What to work on.
Starting at the line below holding "self($($binding),*)" and stopping at the line holding "type Item = Result<F::Output>;", print every line exactly, both ends included, and leave the rest out.

[Opening Material for the task section]

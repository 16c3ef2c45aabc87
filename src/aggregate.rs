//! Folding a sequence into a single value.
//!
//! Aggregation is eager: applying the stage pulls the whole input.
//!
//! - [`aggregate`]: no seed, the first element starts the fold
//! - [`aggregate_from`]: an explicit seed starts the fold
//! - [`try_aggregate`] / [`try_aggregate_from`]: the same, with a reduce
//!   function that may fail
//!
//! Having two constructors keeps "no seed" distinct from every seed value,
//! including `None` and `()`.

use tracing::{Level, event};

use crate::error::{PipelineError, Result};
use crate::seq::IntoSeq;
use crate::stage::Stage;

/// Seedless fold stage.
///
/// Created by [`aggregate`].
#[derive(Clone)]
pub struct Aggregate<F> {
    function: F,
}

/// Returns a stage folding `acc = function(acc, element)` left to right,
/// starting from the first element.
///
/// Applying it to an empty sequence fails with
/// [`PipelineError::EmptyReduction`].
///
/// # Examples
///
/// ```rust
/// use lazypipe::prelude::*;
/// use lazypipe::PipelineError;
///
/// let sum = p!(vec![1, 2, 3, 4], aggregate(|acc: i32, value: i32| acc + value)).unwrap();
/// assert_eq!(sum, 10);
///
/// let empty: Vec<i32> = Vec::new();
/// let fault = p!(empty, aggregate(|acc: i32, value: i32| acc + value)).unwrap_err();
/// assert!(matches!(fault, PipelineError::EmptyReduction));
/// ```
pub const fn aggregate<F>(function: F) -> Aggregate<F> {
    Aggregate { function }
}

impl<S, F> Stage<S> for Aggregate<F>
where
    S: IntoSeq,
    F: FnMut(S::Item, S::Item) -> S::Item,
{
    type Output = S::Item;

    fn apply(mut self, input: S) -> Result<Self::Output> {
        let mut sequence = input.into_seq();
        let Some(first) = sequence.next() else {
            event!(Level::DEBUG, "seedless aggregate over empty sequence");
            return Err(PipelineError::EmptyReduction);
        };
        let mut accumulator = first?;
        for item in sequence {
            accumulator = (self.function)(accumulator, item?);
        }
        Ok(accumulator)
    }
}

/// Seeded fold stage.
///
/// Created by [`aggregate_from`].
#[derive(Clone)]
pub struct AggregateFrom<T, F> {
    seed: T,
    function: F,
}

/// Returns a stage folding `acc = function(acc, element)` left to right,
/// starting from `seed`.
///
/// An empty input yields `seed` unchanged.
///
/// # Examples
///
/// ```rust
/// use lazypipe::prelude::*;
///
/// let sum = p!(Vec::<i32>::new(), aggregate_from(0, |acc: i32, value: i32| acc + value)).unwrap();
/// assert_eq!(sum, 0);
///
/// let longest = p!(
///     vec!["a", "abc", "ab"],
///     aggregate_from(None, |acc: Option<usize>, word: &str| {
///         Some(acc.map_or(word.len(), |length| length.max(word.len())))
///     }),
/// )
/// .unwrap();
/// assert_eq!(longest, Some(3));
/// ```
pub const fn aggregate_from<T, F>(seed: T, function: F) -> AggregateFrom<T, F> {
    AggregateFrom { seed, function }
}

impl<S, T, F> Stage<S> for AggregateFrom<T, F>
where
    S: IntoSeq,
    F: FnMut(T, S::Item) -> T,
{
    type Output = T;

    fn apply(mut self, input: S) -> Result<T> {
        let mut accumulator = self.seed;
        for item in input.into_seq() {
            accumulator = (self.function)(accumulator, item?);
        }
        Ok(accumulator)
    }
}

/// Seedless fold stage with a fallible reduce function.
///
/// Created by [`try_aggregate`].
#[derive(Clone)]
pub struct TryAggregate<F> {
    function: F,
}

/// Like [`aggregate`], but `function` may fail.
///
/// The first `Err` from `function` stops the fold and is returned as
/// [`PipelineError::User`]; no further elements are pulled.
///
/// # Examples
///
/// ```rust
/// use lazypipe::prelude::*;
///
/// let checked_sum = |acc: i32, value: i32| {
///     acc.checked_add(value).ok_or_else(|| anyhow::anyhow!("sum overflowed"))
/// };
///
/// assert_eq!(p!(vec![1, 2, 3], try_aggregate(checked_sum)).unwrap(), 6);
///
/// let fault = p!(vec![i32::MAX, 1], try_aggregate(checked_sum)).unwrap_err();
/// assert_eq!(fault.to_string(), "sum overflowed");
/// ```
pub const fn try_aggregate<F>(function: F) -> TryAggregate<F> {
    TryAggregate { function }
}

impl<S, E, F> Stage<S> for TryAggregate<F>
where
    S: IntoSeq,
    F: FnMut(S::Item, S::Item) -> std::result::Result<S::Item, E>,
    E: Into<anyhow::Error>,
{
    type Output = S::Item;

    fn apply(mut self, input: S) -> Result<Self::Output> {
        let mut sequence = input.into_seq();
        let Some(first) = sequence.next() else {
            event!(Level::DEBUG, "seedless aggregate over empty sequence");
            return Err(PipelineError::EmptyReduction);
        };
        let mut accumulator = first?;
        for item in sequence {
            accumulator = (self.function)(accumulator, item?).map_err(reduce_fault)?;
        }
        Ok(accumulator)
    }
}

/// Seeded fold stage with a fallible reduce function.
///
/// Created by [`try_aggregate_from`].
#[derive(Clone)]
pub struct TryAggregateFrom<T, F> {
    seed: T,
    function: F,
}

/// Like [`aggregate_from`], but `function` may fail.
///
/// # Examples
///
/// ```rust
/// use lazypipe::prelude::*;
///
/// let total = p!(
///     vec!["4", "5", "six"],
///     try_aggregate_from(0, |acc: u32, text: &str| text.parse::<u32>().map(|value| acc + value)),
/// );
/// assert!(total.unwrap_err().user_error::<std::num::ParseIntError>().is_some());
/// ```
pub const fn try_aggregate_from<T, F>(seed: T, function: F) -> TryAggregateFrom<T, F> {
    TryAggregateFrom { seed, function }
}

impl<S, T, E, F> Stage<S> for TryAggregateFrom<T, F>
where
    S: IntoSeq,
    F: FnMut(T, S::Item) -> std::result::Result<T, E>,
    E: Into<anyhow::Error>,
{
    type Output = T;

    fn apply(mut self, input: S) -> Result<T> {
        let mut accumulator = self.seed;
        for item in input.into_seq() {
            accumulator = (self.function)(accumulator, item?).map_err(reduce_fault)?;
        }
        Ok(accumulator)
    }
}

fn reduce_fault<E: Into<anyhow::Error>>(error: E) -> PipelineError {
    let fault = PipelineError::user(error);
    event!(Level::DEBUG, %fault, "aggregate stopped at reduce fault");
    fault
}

[Closing Material for the task section]
[Opening Material for the task section]

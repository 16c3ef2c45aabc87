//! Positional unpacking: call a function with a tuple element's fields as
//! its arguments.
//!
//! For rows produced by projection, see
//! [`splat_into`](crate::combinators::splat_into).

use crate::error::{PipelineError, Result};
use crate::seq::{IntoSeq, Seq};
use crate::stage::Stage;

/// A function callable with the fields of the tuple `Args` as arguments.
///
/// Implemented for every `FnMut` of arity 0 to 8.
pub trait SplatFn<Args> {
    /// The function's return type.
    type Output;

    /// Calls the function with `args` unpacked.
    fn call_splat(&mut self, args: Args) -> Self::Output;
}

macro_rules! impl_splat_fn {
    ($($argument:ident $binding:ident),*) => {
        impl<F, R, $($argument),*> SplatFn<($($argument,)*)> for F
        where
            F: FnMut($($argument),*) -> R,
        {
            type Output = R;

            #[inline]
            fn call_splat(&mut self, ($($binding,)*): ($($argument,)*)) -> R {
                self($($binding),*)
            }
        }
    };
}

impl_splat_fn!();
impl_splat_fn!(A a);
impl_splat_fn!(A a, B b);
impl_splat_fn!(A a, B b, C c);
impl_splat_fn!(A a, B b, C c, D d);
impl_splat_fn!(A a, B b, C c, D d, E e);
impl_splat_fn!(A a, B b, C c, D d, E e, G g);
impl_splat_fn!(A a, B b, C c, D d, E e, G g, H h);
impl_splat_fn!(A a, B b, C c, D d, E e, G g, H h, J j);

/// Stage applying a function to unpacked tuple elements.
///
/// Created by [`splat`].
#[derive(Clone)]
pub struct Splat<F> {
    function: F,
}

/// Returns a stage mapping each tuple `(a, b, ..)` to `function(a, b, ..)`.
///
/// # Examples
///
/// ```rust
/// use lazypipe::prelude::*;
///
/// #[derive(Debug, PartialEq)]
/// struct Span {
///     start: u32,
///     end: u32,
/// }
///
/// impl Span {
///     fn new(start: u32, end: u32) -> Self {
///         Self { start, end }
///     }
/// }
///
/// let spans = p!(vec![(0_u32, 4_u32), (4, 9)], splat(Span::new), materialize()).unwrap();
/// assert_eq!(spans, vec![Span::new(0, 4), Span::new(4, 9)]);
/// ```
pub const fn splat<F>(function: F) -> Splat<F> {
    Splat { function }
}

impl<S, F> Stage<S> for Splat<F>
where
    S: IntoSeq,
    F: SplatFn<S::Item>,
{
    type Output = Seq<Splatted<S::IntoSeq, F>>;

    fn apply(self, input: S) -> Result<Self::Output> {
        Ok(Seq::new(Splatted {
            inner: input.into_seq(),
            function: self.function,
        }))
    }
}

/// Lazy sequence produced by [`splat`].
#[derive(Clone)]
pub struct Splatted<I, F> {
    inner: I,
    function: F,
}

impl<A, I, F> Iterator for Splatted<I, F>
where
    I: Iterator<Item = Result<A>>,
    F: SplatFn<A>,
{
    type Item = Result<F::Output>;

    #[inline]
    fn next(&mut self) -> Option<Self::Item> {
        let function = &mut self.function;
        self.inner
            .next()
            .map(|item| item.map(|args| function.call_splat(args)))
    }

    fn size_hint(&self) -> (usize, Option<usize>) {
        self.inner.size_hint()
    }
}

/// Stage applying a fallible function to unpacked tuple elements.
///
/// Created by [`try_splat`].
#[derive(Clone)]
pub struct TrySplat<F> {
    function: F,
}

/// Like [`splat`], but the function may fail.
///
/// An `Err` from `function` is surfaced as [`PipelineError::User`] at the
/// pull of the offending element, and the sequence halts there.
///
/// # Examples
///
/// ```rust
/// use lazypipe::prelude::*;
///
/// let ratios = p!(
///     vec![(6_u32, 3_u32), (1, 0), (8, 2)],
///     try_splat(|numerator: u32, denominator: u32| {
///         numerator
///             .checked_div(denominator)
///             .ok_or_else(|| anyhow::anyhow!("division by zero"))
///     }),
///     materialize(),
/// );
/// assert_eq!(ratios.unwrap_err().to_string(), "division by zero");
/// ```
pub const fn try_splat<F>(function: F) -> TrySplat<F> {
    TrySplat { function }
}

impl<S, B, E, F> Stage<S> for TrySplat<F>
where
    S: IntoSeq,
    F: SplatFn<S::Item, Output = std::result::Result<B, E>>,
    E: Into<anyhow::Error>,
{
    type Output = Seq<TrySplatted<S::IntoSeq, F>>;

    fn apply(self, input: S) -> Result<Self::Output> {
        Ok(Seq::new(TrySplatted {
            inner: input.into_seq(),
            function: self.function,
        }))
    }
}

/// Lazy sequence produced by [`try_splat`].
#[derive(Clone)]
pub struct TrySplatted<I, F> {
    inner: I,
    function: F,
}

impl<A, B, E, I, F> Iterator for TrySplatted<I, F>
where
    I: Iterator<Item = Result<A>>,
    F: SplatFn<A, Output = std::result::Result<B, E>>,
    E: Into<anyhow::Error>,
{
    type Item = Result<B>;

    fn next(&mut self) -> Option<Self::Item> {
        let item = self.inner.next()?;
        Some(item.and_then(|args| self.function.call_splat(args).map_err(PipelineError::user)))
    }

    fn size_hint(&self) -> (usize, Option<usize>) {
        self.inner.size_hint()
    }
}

[Closing Material for the task section]

Output of the task.
                self($($binding),*)
            }
        }
    };
}

impl_splat_fn!();
impl_splat_fn!(A a);
impl_splat_fn!(A a, B b);
impl_splat_fn!(A a, B b, C c);
impl_splat_fn!(A a, B b, C c, D d);
impl_splat_fn!(A a, B b, C c, D d, E e);
impl_splat_fn!(A a, B b, C c, D d, E e, G g);
impl_splat_fn!(A a, B b, C c, D d, E e, G g, H h);
impl_splat_fn!(A a, B b, C c, D d, E e, G g, H h, J j);

/// Stage applying a function to unpacked tuple elements.
///
/// Created by [`splat`].
#[derive(Clone)]
pub struct Splat<F> {
    function: F,
}

/// Returns a stage mapping each tuple `(a, b, ..)` to `function(a, b, ..)`.
///
/// # Examples
///
/// ```rust
/// use lazypipe::prelude::*;
///
/// #[derive(Debug, PartialEq)]
/// struct Span {
///     start: u32,
///     end: u32,
/// }
///
/// impl Span {
///     fn new(start: u32, end: u32) -> Self {
///         Self { start, end }
///     }
/// }
///
/// let spans = p!(vec![(0_u32, 4_u32), (4, 9)], splat(Span::new), materialize()).unwrap();
/// assert_eq!(spans, vec![Span::new(0, 4), Span::new(4, 9)]);
/// ```
pub const fn splat<F>(function: F) -> Splat<F> {
    Splat { function }
}

impl<S, F> Stage<S> for Splat<F>
where
    S: IntoSeq,
    F: SplatFn<S::Item>,
{
    type Output = Seq<Splatted<S::IntoSeq, F>>;

    fn apply(self, input: S) -> Result<Self::Output> {
        Ok(Seq::new(Splatted {
            inner: input.into_seq(),
            function: self.function,
        }))
    }
}

/// Lazy sequence produced by [`splat`].
#[derive(Clone)]
pub struct Splatted<I, F> {
    inner: I,
    function: F,
}

impl<A, I, F> Iterator for Splatted<I, F>
where
    I: Iterator<Item = Result<A>>,
    F: SplatFn<A>,
{
    type Item = Result<F::Output>;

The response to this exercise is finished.